— Your assignment —
Once you reach the line containing "pub fn is_mobile(ua: &str)" in the data below, restate each line word for word up to and including the one containing "be used instead.".

Source data:
■ ■ ■

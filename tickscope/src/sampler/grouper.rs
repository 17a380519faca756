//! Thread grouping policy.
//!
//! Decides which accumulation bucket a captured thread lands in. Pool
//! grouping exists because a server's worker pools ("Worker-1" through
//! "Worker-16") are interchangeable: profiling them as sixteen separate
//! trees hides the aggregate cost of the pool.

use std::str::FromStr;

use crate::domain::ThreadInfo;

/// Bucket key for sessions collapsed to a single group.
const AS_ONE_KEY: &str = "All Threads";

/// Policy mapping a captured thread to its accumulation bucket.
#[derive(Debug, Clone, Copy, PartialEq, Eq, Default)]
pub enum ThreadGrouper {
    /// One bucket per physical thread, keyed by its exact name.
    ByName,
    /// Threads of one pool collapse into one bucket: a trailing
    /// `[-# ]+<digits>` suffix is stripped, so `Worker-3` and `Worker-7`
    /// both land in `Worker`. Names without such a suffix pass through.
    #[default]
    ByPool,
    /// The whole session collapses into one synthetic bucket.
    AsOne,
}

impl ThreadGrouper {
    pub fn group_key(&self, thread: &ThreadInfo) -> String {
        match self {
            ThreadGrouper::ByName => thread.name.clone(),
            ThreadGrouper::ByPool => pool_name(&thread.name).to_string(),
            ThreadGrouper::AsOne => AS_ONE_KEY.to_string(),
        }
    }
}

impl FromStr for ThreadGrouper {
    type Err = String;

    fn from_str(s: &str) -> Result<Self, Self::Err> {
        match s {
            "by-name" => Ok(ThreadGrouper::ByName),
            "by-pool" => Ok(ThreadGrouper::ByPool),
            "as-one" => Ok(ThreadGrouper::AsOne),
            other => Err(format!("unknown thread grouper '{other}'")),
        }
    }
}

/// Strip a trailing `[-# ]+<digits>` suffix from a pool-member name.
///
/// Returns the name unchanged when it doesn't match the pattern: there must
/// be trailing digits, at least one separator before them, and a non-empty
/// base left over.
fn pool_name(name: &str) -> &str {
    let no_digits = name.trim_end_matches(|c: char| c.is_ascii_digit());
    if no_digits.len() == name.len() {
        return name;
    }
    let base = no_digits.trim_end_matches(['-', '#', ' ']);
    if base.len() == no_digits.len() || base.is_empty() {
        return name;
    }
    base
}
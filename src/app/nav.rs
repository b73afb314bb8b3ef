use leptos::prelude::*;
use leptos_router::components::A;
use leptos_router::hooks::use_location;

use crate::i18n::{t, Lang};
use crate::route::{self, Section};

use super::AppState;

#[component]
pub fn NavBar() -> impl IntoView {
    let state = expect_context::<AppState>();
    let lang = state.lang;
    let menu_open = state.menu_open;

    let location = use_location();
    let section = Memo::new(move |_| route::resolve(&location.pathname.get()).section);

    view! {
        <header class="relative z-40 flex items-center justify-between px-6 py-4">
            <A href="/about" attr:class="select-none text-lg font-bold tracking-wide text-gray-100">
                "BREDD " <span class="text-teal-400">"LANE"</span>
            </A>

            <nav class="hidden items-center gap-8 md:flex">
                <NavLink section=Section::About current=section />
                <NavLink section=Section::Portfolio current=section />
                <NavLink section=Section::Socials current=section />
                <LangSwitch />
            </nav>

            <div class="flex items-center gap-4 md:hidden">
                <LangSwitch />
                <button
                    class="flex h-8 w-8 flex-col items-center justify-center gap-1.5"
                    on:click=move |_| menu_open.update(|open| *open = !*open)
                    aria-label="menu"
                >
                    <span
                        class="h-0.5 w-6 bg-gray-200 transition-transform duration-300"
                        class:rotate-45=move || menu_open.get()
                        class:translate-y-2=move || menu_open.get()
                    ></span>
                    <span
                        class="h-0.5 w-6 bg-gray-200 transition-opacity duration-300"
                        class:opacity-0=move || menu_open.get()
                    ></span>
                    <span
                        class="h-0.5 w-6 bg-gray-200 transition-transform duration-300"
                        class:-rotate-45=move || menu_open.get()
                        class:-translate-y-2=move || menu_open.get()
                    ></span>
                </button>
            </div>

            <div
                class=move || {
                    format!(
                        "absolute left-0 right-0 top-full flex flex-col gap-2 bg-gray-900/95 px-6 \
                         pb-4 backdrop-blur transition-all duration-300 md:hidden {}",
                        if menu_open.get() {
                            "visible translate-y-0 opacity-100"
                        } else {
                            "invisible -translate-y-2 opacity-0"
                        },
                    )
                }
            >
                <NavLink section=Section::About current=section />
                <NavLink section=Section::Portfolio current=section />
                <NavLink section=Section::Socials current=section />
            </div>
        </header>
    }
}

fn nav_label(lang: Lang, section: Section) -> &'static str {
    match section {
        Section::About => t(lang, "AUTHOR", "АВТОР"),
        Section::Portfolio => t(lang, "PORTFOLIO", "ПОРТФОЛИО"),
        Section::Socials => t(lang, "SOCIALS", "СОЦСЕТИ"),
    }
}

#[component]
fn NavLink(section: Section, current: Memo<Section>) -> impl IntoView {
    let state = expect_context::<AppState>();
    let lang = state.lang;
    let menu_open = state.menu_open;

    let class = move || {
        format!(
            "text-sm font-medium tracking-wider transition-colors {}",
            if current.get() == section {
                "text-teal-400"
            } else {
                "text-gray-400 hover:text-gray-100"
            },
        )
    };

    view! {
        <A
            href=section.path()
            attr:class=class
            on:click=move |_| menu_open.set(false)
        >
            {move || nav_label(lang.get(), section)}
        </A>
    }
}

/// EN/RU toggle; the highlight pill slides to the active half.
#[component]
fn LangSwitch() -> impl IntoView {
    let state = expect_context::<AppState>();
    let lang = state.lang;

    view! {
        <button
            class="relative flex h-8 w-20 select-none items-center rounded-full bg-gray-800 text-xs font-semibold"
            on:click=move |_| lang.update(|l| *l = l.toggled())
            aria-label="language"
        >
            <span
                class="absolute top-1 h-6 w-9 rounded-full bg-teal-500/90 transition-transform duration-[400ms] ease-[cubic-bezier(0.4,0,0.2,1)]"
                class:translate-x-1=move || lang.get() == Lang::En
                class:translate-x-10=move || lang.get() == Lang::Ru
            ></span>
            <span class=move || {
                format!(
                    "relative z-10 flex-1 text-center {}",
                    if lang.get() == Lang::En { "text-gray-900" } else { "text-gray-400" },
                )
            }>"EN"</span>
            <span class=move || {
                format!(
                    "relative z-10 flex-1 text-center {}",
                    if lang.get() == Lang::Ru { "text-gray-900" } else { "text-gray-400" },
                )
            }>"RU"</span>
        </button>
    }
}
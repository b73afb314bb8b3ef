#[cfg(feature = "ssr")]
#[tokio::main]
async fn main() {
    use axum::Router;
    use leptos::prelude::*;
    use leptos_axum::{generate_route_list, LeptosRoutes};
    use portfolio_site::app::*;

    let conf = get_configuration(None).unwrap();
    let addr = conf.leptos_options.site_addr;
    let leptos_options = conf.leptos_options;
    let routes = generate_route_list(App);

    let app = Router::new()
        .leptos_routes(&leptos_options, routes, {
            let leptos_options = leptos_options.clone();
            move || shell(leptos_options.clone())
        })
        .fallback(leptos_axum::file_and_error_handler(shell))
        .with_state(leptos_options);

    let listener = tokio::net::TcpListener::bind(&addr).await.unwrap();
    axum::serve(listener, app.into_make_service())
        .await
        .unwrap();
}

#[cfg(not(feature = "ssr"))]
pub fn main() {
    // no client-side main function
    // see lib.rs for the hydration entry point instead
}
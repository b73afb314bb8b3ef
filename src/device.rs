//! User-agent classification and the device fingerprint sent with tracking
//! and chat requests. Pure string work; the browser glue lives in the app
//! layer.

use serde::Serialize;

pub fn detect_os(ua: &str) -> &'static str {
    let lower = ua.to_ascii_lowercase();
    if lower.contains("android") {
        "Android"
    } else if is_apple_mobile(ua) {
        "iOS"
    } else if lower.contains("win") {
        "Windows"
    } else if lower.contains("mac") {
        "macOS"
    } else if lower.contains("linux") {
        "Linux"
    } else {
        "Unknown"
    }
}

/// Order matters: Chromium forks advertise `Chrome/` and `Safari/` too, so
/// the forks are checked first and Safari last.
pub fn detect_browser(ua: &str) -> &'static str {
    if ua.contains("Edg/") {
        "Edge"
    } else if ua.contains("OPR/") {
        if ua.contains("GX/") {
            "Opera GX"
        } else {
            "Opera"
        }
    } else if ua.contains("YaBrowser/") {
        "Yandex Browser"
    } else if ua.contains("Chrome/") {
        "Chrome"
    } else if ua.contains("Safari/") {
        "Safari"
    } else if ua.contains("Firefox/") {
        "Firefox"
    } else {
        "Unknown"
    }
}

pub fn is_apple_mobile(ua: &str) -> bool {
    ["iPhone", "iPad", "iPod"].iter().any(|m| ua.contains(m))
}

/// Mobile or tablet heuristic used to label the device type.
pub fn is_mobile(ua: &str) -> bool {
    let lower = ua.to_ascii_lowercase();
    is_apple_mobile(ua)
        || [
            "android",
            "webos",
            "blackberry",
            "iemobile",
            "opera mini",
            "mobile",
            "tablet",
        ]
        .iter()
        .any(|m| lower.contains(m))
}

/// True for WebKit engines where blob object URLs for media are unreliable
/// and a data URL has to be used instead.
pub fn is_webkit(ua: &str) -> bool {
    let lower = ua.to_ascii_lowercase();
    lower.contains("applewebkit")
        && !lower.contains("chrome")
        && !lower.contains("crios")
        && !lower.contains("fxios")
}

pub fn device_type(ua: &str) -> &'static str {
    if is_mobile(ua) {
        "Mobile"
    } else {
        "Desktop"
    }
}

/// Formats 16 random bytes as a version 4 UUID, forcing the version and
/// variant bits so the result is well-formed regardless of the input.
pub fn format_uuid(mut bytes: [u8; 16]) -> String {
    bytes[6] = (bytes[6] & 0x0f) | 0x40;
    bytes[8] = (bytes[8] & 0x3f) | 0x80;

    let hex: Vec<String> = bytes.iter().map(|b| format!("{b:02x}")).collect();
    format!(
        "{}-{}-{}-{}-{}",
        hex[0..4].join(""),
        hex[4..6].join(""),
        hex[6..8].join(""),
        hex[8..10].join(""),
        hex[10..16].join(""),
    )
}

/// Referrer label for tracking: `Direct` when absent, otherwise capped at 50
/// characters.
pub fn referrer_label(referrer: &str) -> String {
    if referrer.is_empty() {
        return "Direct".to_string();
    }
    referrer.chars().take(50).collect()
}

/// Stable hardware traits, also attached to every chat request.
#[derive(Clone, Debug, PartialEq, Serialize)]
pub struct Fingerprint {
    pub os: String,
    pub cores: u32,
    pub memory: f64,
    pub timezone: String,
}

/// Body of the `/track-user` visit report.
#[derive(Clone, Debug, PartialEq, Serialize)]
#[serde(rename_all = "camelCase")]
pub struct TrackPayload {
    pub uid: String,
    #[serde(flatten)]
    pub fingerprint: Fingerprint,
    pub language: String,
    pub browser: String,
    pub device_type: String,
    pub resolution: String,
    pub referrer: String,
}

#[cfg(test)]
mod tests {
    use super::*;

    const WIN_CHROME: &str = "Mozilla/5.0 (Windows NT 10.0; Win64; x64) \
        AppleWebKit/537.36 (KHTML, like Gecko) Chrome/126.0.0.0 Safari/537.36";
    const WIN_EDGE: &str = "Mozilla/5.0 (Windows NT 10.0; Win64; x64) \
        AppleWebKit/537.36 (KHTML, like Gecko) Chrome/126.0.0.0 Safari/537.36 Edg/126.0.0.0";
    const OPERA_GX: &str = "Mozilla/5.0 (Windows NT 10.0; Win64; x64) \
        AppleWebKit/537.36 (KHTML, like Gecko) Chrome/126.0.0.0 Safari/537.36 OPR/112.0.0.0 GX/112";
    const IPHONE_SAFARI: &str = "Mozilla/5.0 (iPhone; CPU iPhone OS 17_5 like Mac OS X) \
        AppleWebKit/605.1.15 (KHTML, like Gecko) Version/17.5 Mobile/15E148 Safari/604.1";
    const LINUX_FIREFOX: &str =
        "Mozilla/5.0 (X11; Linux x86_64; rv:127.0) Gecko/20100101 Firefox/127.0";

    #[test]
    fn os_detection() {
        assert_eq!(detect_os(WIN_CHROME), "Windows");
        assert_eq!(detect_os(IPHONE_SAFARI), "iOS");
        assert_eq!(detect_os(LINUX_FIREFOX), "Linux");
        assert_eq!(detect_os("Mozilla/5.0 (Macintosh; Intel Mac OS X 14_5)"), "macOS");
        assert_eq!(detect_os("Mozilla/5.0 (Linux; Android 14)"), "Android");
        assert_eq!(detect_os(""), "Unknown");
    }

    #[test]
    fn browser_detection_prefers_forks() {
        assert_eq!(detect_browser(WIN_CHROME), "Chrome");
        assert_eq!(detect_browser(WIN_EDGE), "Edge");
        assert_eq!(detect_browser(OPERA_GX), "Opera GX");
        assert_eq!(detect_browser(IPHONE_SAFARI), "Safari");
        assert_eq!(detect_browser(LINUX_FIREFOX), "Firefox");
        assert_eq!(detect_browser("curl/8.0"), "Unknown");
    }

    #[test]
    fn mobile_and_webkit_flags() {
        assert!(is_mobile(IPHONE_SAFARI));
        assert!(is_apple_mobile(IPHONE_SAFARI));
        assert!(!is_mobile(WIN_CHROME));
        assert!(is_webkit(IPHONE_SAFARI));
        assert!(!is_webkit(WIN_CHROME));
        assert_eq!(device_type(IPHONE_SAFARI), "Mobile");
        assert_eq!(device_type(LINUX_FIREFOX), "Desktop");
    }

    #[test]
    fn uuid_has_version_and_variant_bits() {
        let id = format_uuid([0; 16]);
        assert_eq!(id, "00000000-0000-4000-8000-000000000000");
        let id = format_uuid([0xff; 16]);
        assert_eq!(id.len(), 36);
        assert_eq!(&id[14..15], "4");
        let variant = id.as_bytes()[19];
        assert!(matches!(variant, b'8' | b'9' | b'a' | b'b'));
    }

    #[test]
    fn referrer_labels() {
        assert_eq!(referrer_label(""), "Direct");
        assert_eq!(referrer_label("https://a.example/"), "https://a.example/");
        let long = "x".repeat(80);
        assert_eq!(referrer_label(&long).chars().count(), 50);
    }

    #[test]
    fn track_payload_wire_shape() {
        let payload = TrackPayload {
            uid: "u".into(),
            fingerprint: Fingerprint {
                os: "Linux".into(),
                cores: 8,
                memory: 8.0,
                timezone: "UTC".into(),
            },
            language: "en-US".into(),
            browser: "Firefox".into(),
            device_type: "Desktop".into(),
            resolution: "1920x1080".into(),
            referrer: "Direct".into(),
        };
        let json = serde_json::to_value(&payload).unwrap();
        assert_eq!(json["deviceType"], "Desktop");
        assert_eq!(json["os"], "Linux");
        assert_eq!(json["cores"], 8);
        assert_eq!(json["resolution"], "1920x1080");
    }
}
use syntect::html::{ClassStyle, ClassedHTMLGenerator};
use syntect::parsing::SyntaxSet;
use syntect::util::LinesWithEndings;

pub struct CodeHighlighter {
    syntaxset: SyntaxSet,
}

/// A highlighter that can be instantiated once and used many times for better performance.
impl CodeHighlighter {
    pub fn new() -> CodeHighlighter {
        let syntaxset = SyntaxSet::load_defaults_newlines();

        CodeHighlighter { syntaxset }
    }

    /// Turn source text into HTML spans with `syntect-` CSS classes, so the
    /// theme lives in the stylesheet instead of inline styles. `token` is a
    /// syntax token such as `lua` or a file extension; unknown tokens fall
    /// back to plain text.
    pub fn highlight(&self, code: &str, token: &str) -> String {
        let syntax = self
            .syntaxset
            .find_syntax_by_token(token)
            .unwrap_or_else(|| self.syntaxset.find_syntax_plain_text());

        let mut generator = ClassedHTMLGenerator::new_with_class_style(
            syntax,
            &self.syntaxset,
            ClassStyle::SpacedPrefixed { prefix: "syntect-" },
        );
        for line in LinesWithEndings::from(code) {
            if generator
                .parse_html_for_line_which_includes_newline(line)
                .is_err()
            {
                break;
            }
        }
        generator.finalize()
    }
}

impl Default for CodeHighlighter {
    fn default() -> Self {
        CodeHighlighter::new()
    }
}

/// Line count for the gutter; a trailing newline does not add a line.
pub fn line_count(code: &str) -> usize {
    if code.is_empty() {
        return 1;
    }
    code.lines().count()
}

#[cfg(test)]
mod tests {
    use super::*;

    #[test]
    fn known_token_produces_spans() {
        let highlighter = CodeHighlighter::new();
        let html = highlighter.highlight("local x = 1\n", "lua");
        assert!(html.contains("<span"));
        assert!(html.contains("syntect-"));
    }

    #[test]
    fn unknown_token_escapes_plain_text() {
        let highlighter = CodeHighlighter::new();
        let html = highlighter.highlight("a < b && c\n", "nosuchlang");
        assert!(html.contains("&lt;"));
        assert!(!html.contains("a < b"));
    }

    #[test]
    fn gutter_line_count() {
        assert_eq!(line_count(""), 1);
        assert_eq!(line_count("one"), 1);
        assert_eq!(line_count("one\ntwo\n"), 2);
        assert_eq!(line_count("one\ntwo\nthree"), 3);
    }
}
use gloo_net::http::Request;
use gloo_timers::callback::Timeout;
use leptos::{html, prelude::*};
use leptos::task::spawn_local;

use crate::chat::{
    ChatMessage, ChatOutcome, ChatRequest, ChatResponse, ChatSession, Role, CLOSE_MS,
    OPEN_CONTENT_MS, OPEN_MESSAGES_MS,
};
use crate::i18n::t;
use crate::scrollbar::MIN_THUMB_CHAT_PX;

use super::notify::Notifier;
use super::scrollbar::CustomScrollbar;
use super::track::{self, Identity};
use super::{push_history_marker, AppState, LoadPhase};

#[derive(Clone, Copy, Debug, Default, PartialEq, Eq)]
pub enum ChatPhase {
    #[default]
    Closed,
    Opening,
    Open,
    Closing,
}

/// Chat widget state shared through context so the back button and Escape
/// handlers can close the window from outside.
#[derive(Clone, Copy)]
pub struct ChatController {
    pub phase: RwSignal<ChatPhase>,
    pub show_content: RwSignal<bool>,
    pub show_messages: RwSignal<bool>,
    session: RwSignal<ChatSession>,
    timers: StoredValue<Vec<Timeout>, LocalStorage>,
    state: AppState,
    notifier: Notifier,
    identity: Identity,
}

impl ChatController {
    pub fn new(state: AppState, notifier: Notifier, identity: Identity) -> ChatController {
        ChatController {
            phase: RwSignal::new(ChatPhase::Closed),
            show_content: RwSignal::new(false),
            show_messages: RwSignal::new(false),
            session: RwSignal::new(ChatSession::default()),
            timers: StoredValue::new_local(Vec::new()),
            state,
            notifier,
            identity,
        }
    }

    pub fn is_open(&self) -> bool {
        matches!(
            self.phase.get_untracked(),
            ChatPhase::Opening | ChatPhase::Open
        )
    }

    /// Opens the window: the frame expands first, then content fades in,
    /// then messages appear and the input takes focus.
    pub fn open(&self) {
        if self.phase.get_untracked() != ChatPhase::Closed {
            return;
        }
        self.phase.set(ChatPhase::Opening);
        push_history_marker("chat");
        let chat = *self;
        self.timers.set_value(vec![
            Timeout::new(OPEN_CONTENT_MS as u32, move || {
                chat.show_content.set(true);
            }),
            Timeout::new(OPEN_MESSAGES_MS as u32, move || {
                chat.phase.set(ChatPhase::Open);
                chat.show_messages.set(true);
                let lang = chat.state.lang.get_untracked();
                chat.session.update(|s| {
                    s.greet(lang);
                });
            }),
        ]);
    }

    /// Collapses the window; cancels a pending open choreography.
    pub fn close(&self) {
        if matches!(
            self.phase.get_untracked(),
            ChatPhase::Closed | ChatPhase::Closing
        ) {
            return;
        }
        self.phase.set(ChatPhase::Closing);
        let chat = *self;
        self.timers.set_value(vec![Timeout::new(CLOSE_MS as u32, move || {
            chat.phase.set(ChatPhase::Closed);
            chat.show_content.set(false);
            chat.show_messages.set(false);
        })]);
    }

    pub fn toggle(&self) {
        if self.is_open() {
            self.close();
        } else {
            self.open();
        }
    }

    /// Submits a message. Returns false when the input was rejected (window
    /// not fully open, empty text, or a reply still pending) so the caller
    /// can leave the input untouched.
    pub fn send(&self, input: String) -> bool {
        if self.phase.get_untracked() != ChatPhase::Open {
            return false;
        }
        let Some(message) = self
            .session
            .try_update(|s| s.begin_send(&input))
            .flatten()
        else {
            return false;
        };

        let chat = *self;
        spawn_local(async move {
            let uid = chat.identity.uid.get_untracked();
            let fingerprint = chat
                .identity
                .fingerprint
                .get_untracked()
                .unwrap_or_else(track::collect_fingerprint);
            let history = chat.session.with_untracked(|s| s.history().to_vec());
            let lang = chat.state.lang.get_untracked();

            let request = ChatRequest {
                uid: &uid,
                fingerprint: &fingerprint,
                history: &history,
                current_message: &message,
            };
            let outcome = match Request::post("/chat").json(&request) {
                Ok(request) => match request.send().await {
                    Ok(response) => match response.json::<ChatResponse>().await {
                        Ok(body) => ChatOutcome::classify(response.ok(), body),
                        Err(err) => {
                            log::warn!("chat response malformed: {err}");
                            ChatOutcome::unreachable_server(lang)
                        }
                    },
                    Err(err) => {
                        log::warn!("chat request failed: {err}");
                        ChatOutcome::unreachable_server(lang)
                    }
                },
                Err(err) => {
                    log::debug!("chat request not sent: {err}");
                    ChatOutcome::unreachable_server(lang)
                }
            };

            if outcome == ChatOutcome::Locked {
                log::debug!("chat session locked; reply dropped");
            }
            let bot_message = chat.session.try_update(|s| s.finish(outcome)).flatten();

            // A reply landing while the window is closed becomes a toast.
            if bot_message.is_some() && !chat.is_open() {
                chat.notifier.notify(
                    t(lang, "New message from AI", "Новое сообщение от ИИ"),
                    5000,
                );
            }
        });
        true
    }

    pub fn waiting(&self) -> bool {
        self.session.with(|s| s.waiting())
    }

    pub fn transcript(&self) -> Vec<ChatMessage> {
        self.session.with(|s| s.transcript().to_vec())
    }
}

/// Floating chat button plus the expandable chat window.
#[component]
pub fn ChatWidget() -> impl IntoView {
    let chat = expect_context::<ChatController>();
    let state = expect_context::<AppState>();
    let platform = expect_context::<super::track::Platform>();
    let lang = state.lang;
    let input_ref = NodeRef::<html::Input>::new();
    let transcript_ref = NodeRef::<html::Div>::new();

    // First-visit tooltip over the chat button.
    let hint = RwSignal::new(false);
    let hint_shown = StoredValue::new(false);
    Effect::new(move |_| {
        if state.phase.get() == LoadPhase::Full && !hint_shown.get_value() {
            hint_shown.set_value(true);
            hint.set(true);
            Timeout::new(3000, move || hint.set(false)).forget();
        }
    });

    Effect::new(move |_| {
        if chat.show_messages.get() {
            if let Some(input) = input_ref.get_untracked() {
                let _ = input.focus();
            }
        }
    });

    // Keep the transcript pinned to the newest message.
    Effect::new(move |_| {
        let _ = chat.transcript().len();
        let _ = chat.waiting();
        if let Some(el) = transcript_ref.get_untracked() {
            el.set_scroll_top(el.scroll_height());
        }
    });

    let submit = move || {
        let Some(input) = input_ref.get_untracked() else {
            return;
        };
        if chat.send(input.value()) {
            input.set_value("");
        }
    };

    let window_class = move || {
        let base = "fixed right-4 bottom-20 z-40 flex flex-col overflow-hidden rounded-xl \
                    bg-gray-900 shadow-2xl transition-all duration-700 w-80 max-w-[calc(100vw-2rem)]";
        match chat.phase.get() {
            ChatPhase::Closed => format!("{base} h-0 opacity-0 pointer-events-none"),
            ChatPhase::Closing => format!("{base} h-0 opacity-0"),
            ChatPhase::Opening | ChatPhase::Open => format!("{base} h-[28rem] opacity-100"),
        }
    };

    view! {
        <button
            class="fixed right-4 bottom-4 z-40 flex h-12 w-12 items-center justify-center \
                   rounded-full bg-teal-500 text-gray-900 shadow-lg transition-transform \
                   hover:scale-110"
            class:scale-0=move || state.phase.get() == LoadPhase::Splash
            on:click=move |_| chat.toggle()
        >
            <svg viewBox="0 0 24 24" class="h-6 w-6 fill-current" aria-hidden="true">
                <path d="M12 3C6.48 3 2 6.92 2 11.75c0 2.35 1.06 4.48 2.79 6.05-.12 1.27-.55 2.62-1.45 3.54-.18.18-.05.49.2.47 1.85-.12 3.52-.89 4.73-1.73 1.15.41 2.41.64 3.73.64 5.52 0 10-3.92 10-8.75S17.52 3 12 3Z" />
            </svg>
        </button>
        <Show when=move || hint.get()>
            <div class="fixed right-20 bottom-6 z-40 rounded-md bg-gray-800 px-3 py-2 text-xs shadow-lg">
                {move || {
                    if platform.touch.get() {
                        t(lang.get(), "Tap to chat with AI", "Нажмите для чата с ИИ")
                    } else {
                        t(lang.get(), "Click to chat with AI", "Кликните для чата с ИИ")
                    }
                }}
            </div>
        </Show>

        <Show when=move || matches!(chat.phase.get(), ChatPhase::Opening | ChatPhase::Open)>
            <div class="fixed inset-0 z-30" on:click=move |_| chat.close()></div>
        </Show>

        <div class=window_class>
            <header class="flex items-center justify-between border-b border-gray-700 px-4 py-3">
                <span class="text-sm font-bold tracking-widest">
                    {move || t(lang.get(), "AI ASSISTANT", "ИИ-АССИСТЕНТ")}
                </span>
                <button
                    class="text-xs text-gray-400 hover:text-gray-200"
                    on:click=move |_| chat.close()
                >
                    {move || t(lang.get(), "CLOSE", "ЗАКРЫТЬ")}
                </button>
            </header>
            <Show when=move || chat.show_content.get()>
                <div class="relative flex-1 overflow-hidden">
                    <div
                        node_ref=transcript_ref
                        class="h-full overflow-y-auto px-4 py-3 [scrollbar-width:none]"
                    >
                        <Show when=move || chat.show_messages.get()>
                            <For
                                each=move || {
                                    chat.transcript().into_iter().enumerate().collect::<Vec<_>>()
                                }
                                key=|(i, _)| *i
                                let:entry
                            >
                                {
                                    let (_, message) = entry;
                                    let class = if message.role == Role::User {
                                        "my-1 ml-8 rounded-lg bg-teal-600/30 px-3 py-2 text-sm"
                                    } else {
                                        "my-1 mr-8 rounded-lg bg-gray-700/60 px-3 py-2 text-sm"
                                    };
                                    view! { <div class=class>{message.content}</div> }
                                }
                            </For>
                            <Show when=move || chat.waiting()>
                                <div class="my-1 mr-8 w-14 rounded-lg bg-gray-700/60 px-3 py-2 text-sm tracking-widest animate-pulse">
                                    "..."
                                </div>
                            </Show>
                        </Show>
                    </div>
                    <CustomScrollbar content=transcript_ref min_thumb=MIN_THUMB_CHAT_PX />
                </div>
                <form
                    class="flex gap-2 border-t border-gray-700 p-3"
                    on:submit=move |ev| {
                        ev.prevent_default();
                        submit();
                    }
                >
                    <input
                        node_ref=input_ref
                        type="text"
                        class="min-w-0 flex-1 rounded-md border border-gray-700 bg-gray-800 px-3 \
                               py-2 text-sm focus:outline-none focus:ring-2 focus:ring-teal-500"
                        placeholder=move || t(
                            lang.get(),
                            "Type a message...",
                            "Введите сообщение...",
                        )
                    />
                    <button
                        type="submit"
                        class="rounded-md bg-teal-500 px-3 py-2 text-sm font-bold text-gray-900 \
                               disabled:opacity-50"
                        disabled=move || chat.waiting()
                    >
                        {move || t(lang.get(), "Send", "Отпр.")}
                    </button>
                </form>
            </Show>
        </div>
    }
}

■ ■ ■

— Solution to this problem —
pub fn is_mobile(ua: &str) -> bool {
    let lower = ua.to_ascii_lowercase();
    is_apple_mobile(ua)
        || [
            "android",
            "webos",
            "blackberry",
            "iemobile",
            "opera mini",
            "mobile",
            "tablet",
        ]
        .iter()
        .any(|m| lower.contains(m))
}

/// True for WebKit engines where blob object URLs for media are unreliable
/// and a data URL has to be used instead.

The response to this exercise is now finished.